** Opening Recorded data block **

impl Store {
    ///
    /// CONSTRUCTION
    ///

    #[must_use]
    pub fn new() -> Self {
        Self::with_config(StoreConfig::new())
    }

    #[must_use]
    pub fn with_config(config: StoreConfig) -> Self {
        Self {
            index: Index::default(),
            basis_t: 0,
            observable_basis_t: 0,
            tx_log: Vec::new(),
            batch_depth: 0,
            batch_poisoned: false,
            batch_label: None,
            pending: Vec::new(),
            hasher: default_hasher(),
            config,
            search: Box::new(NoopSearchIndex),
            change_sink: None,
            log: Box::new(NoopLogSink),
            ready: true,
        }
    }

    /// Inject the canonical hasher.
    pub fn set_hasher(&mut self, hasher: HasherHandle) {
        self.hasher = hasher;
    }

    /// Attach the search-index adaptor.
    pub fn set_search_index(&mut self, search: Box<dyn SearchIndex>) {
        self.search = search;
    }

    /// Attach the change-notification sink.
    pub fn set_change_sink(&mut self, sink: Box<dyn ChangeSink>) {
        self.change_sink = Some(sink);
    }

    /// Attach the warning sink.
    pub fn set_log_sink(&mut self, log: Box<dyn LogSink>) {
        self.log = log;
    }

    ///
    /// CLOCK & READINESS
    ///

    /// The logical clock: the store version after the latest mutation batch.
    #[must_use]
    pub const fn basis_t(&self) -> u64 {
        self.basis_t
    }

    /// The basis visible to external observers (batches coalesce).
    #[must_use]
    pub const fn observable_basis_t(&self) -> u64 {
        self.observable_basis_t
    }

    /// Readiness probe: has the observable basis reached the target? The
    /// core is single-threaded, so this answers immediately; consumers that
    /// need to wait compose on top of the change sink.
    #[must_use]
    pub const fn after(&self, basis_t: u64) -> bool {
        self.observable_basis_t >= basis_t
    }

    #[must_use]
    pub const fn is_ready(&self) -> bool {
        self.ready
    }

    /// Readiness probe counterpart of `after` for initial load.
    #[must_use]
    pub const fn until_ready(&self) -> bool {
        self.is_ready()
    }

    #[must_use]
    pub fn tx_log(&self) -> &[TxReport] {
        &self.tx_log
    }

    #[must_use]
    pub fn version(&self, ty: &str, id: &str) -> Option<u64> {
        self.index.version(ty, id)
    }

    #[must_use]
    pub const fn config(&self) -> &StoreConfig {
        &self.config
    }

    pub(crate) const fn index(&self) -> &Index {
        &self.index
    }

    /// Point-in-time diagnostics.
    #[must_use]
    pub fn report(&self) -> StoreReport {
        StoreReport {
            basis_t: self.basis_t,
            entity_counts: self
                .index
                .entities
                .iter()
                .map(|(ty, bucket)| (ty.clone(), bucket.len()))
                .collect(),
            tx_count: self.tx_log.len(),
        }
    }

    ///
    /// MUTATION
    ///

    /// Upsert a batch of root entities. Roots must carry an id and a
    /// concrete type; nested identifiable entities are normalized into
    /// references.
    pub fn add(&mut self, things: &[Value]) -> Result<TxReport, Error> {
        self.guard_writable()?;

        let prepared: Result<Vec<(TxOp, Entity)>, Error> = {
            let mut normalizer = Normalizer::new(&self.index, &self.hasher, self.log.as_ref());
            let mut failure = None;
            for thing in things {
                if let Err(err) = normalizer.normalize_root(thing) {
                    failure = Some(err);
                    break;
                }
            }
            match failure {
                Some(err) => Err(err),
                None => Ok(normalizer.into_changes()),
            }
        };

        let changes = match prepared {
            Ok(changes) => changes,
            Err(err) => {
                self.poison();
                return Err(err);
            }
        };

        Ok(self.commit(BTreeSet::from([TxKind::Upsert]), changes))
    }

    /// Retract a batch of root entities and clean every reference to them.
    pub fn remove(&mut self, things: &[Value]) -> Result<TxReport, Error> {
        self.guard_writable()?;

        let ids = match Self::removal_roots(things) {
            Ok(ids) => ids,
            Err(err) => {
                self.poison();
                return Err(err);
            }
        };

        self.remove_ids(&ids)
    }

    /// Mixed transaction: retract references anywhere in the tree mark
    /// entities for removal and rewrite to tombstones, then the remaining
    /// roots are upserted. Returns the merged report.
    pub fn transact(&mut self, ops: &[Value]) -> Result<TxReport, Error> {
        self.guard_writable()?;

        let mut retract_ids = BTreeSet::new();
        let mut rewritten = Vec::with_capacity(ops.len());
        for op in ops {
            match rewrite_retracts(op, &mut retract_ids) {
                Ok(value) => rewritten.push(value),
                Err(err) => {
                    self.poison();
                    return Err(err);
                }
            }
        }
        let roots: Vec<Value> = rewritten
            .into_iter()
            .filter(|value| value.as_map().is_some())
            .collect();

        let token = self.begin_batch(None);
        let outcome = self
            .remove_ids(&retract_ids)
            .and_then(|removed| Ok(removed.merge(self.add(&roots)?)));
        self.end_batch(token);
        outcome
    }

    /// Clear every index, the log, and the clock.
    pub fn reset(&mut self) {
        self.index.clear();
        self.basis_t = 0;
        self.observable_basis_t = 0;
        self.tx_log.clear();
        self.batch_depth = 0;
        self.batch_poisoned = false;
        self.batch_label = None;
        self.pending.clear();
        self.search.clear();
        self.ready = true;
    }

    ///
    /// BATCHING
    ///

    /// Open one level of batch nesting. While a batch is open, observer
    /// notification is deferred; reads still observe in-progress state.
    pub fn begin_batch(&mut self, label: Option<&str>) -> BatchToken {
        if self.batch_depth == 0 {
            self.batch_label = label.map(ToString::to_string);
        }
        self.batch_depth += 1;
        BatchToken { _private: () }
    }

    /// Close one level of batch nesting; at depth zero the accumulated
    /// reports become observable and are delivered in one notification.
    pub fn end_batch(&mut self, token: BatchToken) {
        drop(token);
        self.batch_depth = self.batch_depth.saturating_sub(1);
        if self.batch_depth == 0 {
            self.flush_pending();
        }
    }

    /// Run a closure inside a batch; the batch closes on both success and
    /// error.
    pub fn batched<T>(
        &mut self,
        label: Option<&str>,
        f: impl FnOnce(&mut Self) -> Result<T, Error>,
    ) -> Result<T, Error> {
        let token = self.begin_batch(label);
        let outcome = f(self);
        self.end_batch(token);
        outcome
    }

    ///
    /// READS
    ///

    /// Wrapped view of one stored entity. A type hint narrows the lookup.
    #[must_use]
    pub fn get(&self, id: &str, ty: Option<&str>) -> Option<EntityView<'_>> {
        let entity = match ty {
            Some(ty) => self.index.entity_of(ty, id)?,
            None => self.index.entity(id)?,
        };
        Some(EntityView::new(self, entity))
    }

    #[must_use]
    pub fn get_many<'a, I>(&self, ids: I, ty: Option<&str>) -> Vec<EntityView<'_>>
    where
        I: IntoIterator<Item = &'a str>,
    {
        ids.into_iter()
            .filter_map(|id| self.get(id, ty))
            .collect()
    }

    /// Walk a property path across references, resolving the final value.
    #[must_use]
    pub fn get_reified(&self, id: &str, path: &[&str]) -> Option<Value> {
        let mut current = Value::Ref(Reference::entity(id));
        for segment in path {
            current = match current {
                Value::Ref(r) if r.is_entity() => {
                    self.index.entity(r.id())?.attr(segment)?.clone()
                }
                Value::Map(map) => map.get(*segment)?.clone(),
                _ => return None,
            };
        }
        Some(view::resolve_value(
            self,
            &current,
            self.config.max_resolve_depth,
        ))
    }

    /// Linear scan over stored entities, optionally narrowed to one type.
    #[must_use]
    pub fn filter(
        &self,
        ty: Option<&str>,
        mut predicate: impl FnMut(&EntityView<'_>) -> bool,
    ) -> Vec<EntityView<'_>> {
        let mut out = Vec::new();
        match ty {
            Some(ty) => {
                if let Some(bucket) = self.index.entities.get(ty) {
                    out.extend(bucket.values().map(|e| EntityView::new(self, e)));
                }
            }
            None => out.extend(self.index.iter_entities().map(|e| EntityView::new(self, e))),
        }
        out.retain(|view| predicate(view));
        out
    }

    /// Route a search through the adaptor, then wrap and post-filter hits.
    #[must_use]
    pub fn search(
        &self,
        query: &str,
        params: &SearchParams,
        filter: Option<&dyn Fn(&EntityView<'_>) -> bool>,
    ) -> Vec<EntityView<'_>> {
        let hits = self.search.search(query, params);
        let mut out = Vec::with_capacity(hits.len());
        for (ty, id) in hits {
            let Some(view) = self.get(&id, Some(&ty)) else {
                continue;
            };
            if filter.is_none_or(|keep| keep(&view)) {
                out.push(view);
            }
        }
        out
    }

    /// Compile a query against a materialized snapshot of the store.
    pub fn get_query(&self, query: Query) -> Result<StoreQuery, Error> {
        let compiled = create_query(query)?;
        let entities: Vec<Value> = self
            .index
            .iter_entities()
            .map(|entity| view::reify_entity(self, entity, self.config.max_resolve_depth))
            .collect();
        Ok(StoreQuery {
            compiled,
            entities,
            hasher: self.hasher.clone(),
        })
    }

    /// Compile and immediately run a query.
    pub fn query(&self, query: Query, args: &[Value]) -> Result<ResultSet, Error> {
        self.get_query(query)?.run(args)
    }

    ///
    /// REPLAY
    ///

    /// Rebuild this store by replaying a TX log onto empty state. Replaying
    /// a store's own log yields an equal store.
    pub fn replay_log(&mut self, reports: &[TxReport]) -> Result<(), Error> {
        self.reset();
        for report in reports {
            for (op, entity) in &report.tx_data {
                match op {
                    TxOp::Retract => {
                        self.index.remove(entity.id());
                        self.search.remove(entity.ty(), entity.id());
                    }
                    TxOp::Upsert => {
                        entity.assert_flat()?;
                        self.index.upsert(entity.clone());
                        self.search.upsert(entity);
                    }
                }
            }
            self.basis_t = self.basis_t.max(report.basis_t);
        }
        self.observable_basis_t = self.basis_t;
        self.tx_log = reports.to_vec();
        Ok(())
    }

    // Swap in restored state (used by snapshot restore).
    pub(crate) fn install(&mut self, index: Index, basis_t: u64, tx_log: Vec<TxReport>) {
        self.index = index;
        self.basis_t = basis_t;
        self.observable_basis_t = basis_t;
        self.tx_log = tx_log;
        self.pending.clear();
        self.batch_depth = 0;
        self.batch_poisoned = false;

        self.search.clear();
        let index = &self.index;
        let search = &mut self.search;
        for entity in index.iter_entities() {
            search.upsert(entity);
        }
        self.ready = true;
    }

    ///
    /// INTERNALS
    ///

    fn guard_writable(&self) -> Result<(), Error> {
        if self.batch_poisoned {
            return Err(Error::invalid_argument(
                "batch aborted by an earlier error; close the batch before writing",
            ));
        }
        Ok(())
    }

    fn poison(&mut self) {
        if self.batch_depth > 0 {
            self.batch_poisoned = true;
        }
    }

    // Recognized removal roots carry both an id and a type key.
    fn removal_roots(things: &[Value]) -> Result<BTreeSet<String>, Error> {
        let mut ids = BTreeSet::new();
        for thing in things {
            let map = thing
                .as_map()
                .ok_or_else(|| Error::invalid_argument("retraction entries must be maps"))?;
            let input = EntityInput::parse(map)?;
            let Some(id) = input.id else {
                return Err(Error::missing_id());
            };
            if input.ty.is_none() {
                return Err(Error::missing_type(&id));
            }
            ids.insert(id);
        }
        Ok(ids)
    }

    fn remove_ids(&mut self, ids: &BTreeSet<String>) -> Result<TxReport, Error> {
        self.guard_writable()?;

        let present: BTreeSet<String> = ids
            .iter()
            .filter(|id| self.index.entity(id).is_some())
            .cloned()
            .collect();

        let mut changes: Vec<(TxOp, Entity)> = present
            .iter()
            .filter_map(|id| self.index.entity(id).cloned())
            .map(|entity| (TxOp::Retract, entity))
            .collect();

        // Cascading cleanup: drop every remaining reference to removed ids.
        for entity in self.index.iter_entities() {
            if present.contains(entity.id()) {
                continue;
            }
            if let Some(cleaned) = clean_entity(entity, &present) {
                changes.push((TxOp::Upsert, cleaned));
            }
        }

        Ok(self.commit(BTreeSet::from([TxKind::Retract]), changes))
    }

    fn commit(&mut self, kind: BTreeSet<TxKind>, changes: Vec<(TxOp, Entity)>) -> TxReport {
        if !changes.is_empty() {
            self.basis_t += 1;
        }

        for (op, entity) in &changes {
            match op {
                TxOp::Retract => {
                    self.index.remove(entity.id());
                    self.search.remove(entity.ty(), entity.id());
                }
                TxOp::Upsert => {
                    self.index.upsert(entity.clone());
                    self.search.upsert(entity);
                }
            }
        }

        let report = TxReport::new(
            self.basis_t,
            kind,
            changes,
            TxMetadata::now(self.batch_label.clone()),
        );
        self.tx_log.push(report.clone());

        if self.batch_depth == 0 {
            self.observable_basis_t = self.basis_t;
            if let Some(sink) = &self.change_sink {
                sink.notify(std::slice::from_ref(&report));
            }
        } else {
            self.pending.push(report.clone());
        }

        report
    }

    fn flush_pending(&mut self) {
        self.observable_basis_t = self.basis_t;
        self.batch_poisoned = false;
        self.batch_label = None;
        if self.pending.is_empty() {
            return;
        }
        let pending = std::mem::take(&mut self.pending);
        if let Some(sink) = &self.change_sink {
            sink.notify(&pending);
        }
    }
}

** Closing Recorded data block **

*Problem*
Using the records above, copy all lines that include the word "present".

*Exercise solution*
        let present: BTreeSet<String> = ids
        let mut changes: Vec<(TxOp, Entity)> = present
            if present.contains(entity.id()) {
            if let Some(cleaned) = clean_entity(entity, &present) {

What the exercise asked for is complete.